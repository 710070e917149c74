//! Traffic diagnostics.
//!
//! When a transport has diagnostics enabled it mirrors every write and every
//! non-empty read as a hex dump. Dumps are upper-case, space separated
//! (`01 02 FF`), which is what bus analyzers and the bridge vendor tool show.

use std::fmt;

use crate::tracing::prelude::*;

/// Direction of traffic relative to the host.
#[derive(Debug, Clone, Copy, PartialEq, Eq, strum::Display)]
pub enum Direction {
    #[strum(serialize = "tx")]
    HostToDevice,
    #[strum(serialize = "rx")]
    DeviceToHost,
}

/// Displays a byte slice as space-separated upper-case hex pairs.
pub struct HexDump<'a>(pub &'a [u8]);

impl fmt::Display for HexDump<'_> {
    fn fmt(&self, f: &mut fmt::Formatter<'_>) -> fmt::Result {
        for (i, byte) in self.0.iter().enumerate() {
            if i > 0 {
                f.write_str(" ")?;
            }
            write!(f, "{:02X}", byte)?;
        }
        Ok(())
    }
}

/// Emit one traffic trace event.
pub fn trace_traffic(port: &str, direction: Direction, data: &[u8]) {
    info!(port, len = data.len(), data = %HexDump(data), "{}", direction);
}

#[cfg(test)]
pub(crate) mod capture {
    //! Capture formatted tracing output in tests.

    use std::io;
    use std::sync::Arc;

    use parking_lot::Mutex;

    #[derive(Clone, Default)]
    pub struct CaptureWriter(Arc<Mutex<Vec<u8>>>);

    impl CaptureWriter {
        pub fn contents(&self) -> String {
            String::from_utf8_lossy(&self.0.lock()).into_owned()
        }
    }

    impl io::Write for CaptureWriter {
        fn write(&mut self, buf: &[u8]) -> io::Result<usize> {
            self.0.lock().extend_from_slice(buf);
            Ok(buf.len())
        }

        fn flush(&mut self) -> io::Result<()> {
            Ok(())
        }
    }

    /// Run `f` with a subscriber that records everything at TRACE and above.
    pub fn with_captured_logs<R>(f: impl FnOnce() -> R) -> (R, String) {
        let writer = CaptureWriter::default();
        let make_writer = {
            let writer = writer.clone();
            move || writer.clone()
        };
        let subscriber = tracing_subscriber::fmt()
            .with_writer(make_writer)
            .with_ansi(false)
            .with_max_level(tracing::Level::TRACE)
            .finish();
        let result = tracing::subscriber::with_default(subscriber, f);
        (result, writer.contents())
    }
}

■ ■ ■ ■

• [What to work on]: Please give back, exactly as it stands above, the stretch from the line with "for (i, byte)" through the line with "use std::sync::Arc;", and no line outside it.

• [Solution]:
        for (i, byte) in self.0.iter().enumerate() {
            if i > 0 {
                f.write_str(" ")?;
            }
            write!(f, "{:02X}", byte)?;
        }
        Ok(())
    }
}

/// Emit one traffic trace event.
pub fn trace_traffic(port: &str, direction: Direction, data: &[u8]) {
    info!(port, len = data.len(), data = %HexDump(data), "{}", direction);
}

#[cfg(test)]
pub(crate) mod capture {
    //! Capture formatted tracing output in tests.

    use std::io;
    use std::sync::Arc;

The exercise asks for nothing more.